Uttarakhand killing: Role of the ‘patwari police’
A 19-year-old girl working at an Uttarakhand resort was killed—provoking widespread outrage over the unconscionable delay in investigating her death. The tragedy also cast the spotlight on Uttarakhand’s bizarre law enforcement system. It is the only state where local revenue officers serve as police officers—a relic from the British era that remains to this day.
Editor’s note: We did this Big Story on the request of subscriber Shivani Raturi—who brought our attention to this less-covered aspect of the case. If you want us to take a deep dive into a topic or story of your choice, be sure to write to us at firstname.lastname@example.org.
Remind me about this case…
A basic timeline: Here’s what happened:
- Ankita Bhandari took a job as a receptionist at the Vanantra Resort to help her family meet ends. She went missing on September 18—just 27 days into the job.
- The local police did not respond to the family’s complaints—likely because the resort is owned by Pulkit Arya—the son of BJP leader Vinod Arya in a BJP-ruled state.
- But as public outrage grew, the police arrested three people: Arya and two managers—who allegedly confessed to beating and pushing her into a canal—where she drowned.
- In a bizarre move, the state government demolished the resort—which had already been set ablaze by locals. And it launched a campaign against illegal resorts in Uttarakhand. The BJP has since expelled both Arya's father, Vinod and brother, Ankit.
- Thousands attended Bhandari’s funeral on Sunday.
What we know now: Ankita’s friend claims that she was being sexually harassed:
“I was in touch with her over the phone and on WhatsApp till around 8pm on September 18. She told me that a VIP guest was expected at the resort on September 19 and Pulkit was trying to persuade her to give him a massage. Pulkit had also tried to force himself on her. She told me that she was leaving the place immediately,”
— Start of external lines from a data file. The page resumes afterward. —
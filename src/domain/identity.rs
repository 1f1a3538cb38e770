//! Authenticated identity handed over by the session layer.

use std::fmt;
use std::str::FromStr;

use serde::{Deserialize, Serialize};
use utoipa::ToSchema;

/// Identifier of a dashboard user.
#[derive(Debug, Clone, PartialEq, Eq, Hash, PartialOrd, Ord, Serialize, Deserialize, ToSchema)]
#[serde(transparent)]
pub struct UserId(String);

impl UserId {
    /// Wraps a user id.
    #[must_use]
    pub fn new(id: impl Into<String>) -> Self {
        Self(id.into())
    }

    /// Returns the id as a string slice.
    #[must_use]
    pub fn as_str(&self) -> &str {
        &self.0
    }
}

impl fmt::Display for UserId {
    fn fmt(&self, f: &mut fmt::Formatter<'_>) -> fmt::Result {
        f.write_str(&self.0)
    }
}

/// Capability set of an identity.
#[derive(Debug, Clone, Copy, PartialEq, Eq, Serialize, Deserialize, ToSchema)]
#[serde(rename_all = "lowercase")]
pub enum Role {
    /// Regular dashboard user.
    User,
    /// Administrator with cross-user read access.
    Admin,
}

impl FromStr for Role {
    type Err = String;

    fn from_str(s: &str) -> Result<Self, Self::Err> {
        match s.trim().to_ascii_lowercase().as_str() {
            "user" => Ok(Self::User),
            "admin" => Ok(Self::Admin),
            other => Err(format!("unknown role: {other}")),
        }
    }
}

/// An authenticated caller.
#[derive(Debug, Clone, PartialEq, Eq)]
pub struct Identity {
    /// User id.
    pub id: UserId,
    /// Role granted by the session layer.
    pub role: Role,
}

impl Identity {
    /// Creates a regular user identity.
    #[must_use]
    pub fn user(id: impl Into<String>) -> Self {
        Self {
            id: UserId::new(id),
            role: Role::User,
        }
    }

    /// Creates an administrator identity.
    #[must_use]
    pub fn admin(id: impl Into<String>) -> Self {
        Self {
            id: UserId::new(id),
            role: Role::Admin,
        }
    }

    /// Returns `true` for administrators.
    #[must_use]
    pub const fn is_elevated(&self) -> bool {
        matches!(self.role, Role::Admin)
    }
}

#[cfg(test)]
mod tests {
    use super::*;

    #[test]
    fn role_parses_case_insensitively() {
        assert_eq!("Admin".parse::<Role>(), Ok(Role::Admin));
        assert_eq!("user".parse::<Role>(), Ok(Role::User));
        assert!("root".parse::<Role>().is_err());
    }

    #[test]
    fn only_admins_are_elevated() {
        assert!(Identity::admin("a").is_elevated());
        assert!(!Identity::user("u").is_elevated());
    }
}
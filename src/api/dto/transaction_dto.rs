//! Transaction, sync, and admin DTOs.

use std::num::NonZeroU32;

use chrono::{DateTime, Utc};
use serde::{Deserialize, Serialize};
use utoipa::{IntoParams, ToSchema};

use super::common_dto::PaginationMeta;
use crate::domain::{Direction, Transaction, TransactionStatus};
use crate::error::AppError;
use crate::persistence::StoredEvent;
use crate::provider::{DEFAULT_PAGE_SIZE, OrderFilter, SortOrder, StatusFilter};
use crate::reconcile::SyncReport;
use crate::service::{ListRequest, SyncState, TransactionPage};

fn parse_status(raw: &str) -> Result<TransactionStatus, AppError> {
    raw.parse::<TransactionStatus>()
        .map_err(|e| AppError::InvalidRequest(e.to_string()))
}

/// Query parameters for `GET /transactions`.
#[derive(Debug, Clone, Default, Deserialize, IntoParams)]
#[serde(rename_all = "camelCase")]
#[into_params(parameter_in = Query)]
pub struct ListTransactionsParams {
    /// 1-indexed page. Omit with `rows` to receive every row.
    pub page: Option<u32>,
    /// Page size, capped at 100.
    pub rows: Option<u32>,
    /// Restrict to the recent window.
    #[serde(default)]
    pub recent: bool,
    /// Case-insensitive substring over currency and wallet fields.
    pub search: Option<String>,
    /// Exact status, e.g. `COMPLETED`.
    pub status: Option<String>,
    /// Wallet to narrow to. Required for administrators.
    pub wallet_address: Option<String>,
}

impl ListTransactionsParams {
    /// Converts into a service request.
    ///
    /// # Errors
    ///
    /// Returns [`AppError::InvalidRequest`] for an unknown status.
    pub fn into_request(self) -> Result<ListRequest, AppError> {
        let status = self.status.as_deref().map(parse_status).transpose()?;
        Ok(ListRequest {
            page: self.page,
            rows: self.rows,
            recent: self.recent,
            search: self.search,
            status,
            wallet_address: self.wallet_address,
        })
    }
}

/// Response body for `GET /transactions`.
#[derive(Debug, Serialize, ToSchema)]
pub struct TransactionListResponse {
    /// Transactions on this page, newest first.
    pub data: Vec<Transaction>,
    /// Pagination metadata.
    pub pagination: PaginationMeta,
    /// Freshness of the data.
    pub sync: SyncState,
}

impl From<TransactionPage> for TransactionListResponse {
    fn from(page: TransactionPage) -> Self {
        Self {
            pagination: PaginationMeta::new(page.page, page.rows, page.total),
            data: page.items,
            sync: page.sync,
        }
    }
}

/// Query parameters for `GET /transactions/summary`.
#[derive(Debug, Clone, Default, Deserialize, IntoParams)]
#[serde(rename_all = "camelCase")]
#[into_params(parameter_in = Query)]
pub struct SummaryParams {
    /// Wallet to narrow to. Required for administrators.
    pub wallet_address: Option<String>,
    /// Restrict to the recent window.
    #[serde(default)]
    pub recent: bool,
}

/// Response body for `POST /sync`.
#[derive(Debug, Serialize, ToSchema)]
pub struct SyncResponse {
    /// One report per reconciled wallet.
    pub reports: Vec<SyncReport>,
}

/// Query parameters for `GET /orders`.
#[derive(Debug, Clone, Deserialize, IntoParams)]
#[serde(rename_all = "camelCase")]
#[into_params(parameter_in = Query)]
pub struct OrdersParams {
    /// Wallet whose orders are requested. Required.
    pub wallet_address: Option<String>,
    /// Status filter; `any` disables it. Defaults to completed orders.
    pub status: Option<String>,
    /// `BUY` or `SELL`. Defaults to `BUY`.
    pub product_type: Option<String>,
    /// `desc` (default) or `asc`.
    pub sort_order: Option<SortOrder>,
    /// Page size, default 100.
    pub limit: Option<u32>,
    /// Offset, default 0.
    pub skip: Option<u32>,
}

impl OrdersParams {
    /// Converts into a provider filter.
    ///
    /// # Errors
    ///
    /// Returns [`AppError::InvalidRequest`] for a missing or blank wallet,
    /// `limit=0`, or an unknown status or product type.
    pub fn into_filter(self) -> Result<OrderFilter, AppError> {
        let wallet = self
            .wallet_address
            .as_deref()
            .map(str::trim)
            .filter(|wallet| !wallet.is_empty())
            .ok_or_else(|| AppError::InvalidRequest("walletAddress is required".to_string()))?;
        let status = match self.status.as_deref().map(str::trim) {
            None => StatusFilter::CompletedOnly,
            Some(raw) if raw.eq_ignore_ascii_case("any") => StatusFilter::Any,
            Some(raw) => StatusFilter::Only(parse_status(raw)?),
        };
        let limit = match self.limit {
            None => DEFAULT_PAGE_SIZE,
            Some(n) => NonZeroU32::new(n)
                .ok_or_else(|| AppError::InvalidRequest("limit must be at least 1".to_string()))?,
        };

        let mut filter = OrderFilter::for_wallet(wallet)
            .with_status(status)
            .with_page(limit, self.skip.unwrap_or(0));
        if let Some(raw) = self.product_type.as_deref() {
            filter.product_type = raw.parse::<Direction>().map_err(AppError::InvalidRequest)?;
        }
        if let Some(order) = self.sort_order {
            filter.sort_order = order;
        }
        Ok(filter)
    }
}

/// Query parameters for `GET /admin/anomalies`.
#[derive(Debug, Clone, Default, Deserialize, IntoParams)]
#[serde(rename_all = "camelCase")]
#[into_params(parameter_in = Query)]
pub struct AnomaliesParams {
    /// Only anomalies recorded after this instant. Defaults to the epoch.
    pub after: Option<DateTime<Utc>>,
    /// Maximum number of entries, default 100.
    pub limit: Option<u32>,
}

/// Response body for `GET /admin/anomalies`.
#[derive(Debug, Serialize, ToSchema)]
pub struct AnomalyListResponse {
    /// Recorded anomaly events, oldest first.
    pub data: Vec<StoredEvent>,
}
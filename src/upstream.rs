//! HTTP client for the external trip planner.
//!
//! DESIGN
//! ======
//! The host does not interpret planner responses. It forwards the request
//! body as-is and hands back status + raw body text so the browser sees
//! exactly what the planner said, including its `{"error": ...}` replies.

use std::time::Duration;

use serde_json::Value;

use crate::config::UpstreamTimeouts;

/// Errors produced while talking to the trip planner.
#[derive(Debug, thiserror::Error)]
pub enum UpstreamError {
    /// The underlying HTTP client could not be constructed.
    #[error("HTTP client build failed: {0}")]
    HttpClientBuild(String),

    /// The planner did not answer within the request timeout.
    #[error("upstream request timed out: {0}")]
    Timeout(String),

    /// The request could not be sent or the connection failed.
    #[error("upstream request failed: {0}")]
    Request(String),

    /// The planner answered but its body could not be read.
    #[error("upstream body read failed: {0}")]
    Body(String),
}

impl From<reqwest::Error> for UpstreamError {
    fn from(err: reqwest::Error) -> Self {
        if err.is_timeout() {
            Self::Timeout(err.to_string())
        } else {
            Self::Request(err.to_string())
        }
    }
}

/// Raw planner reply.
#[derive(Debug, Clone, PartialEq, Eq)]
pub struct UpstreamReply {
    pub status: u16,
    pub body: String,
}

#[derive(Debug, Clone)]
pub struct SummaryClient {
    http: reqwest::Client,
    endpoint: String,
}

impl SummaryClient {
    /// Build a client that posts to `{base_url}/get_summary`.
    ///
    /// # Errors
    ///
    /// Returns an error if the HTTP client cannot be built.
    pub fn new(base_url: &str, timeouts: UpstreamTimeouts) -> Result<Self, UpstreamError> {
        let http = reqwest::Client::builder()
            .timeout(Duration::from_secs(timeouts.request_secs))
            .connect_timeout(Duration::from_secs(timeouts.connect_secs))
            .build()
            .map_err(|e| UpstreamError::HttpClientBuild(e.to_string()))?;
        Ok(Self { http, endpoint: summary_endpoint(base_url) })
    }

    #[must_use]
    pub fn endpoint(&self) -> &str {
        &self.endpoint
    }

    /// Post a summary request body to the planner.
    ///
    /// Any HTTP status counts as a reply; only transport failures are errors.
    ///
    /// # Errors
    ///
    /// Returns an error if the request fails, times out, or the body cannot
    /// be read.
    pub async fn post_summary(&self, body: &Value) -> Result<UpstreamReply, UpstreamError> {
        let response = self.http.post(&self.endpoint).json(body).send().await?;
        let status = response.status().as_u16();
        let body = response
            .text()
            .await
            .map_err(|e| UpstreamError::Body(e.to_string()))?;
        Ok(UpstreamReply { status, body })
    }
}

/// Join the planner base URL with the summary path.
#[must_use]
pub fn summary_endpoint(base_url: &str) -> String {
    format!("{}/get_summary", base_url.trim_end_matches('/'))
}

#[cfg(test)]
#[path = "upstream_test.rs"]
mod tests;
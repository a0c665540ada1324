//! Networking modules for the trip planner endpoint.
//!
//! SYSTEM CONTEXT
//! ==============
//! `api` performs the single `POST /get_summary` call and `types` defines
//! the request/response schema shared with the host.

pub mod api;
pub mod types;
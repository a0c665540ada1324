//! Client-side state modules.
//!
//! DESIGN
//! ======
//! The trip page owns its whole state through one reducer; components only
//! see read-only values and callbacks.

pub mod trip;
The account has now been confirmed by a cook at the resort—who says it was used to entertain VIP guests:
“VIPs used to stay at the resort quite often. But the guests’ register was stolen on the morning of September 19. Pulkit’s father had been personally managing the illegal affairs. He used to entertain senior politicians of the state at the resort. Many girls (from outside) used to provide extra services to the VIP customers, but the victim had refused to do so.”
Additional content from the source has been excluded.